<<<<

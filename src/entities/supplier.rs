use async_trait::async_trait;
use chrono::{DateTime, Utc};
use sea_orm::entity::prelude::*;
use sea_orm::Set;
use serde::{Deserialize, Serialize};

#[derive(Clone, Debug, PartialEq, Eq, DeriveEntityModel, Serialize, Deserialize)]
#[sea_orm(table_name = "suppliers")]
pub struct Model {
    #[sea_orm(primary_key, auto_increment = false)]
    pub id: Uuid,
    pub name: String,
    #[sea_orm(unique)]
    pub code: String,
    pub contact_person: Option<String>,
    pub contact_email: Option<String>,
    pub contact_phone: Option<String>,
    pub address: Option<String>,
    pub country: Option<String>,
    pub category: Option<String>,
    pub status: String,
    /// Rolling average of monthly performance scores, 0.0 to 5.0.
    pub rating: Option<Decimal>,
    pub payment_terms: Option<String>,
    pub created_at: DateTime<Utc>,
    pub updated_at: DateTime<Utc>,
}

#[derive(Copy, Clone, Debug, EnumIter, DeriveRelation)]
pub enum Relation {
    #[sea_orm(has_many = "super::order::Entity")]
    Order,
    #[sea_orm(has_many = "super::supplier_performance::Entity")]
    SupplierPerformance,
}

impl Related<super::order::Entity> for Entity {
    fn to() -> RelationDef {
        Relation::Order.def()
    }
}

impl Related<super::supplier_performance::Entity> for Entity {
    fn to() -> RelationDef {
        Relation::SupplierPerformance.def()
    }
}

#[async_trait]
impl ActiveModelBehavior for ActiveModel {
    async fn before_save<C>(mut self, _db: &C, insert: bool) -> Result<Self, DbErr>
    where
        C: ConnectionTrait,
    {
        let now = Utc::now();
        if insert {
            if self.id.is_not_set() {
                self.id = Set(Uuid::new_v4());
            }
            if self.created_at.is_not_set() {
                self.created_at = Set(now);
            }
        }
        self.updated_at = Set(now);
        Ok(self)
    }
}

>>>>

• [Assigned task] Retype every record above exactly as written.

• [Solution for this task]
filename src/entities/supplier.rs
use async_trait::async_trait;
use chrono::{DateTime, Utc};
use sea_orm::entity::prelude::*;
use sea_orm::Set;
use serde::{Deserialize, Serialize};

#[derive(Clone, Debug, PartialEq, Eq, DeriveEntityModel, Serialize, Deserialize)]
#[sea_orm(table_name = "suppliers")]
pub struct Model {
    #[sea_orm(primary_key, auto_increment = false)]
    pub id: Uuid,
    pub name: String,
    #[sea_orm(unique)]
    pub code: String,
    pub contact_person: Option<String>,
    pub contact_email: Option<String>,
    pub contact_phone: Option<String>,
    pub address: Option<String>,
    pub country: Option<String>,
    pub category: Option<String>,
    pub status: String,
    /// Rolling average of monthly performance scores, 0.0 to 5.0.
    pub rating: Option<Decimal>,
    pub payment_terms: Option<String>,
    pub created_at: DateTime<Utc>,
    pub updated_at: DateTime<Utc>,
}

#[derive(Copy, Clone, Debug, EnumIter, DeriveRelation)]
pub enum Relation {
    #[sea_orm(has_many = "super::order::Entity")]
    Order,
    #[sea_orm(has_many = "super::supplier_performance::Entity")]
    SupplierPerformance,
}

impl Related<super::order::Entity> for Entity {
    fn to() -> RelationDef {
        Relation::Order.def()
    }
}

impl Related<super::supplier_performance::Entity> for Entity {
    fn to() -> RelationDef {
        Relation::SupplierPerformance.def()
    }
}

#[async_trait]
impl ActiveModelBehavior for ActiveModel {
    async fn before_save<C>(mut self, _db: &C, insert: bool) -> Result<Self, DbErr>
    where
        C: ConnectionTrait,
    {
        let now = Utc::now();
        if insert {
            if self.id.is_not_set() {
                self.id = Set(Uuid::new_v4());
            }
            if self.created_at.is_not_set() {
                self.created_at = Set(now);
            }
        }
        self.updated_at = Set(now);
        Ok(self)
    }
}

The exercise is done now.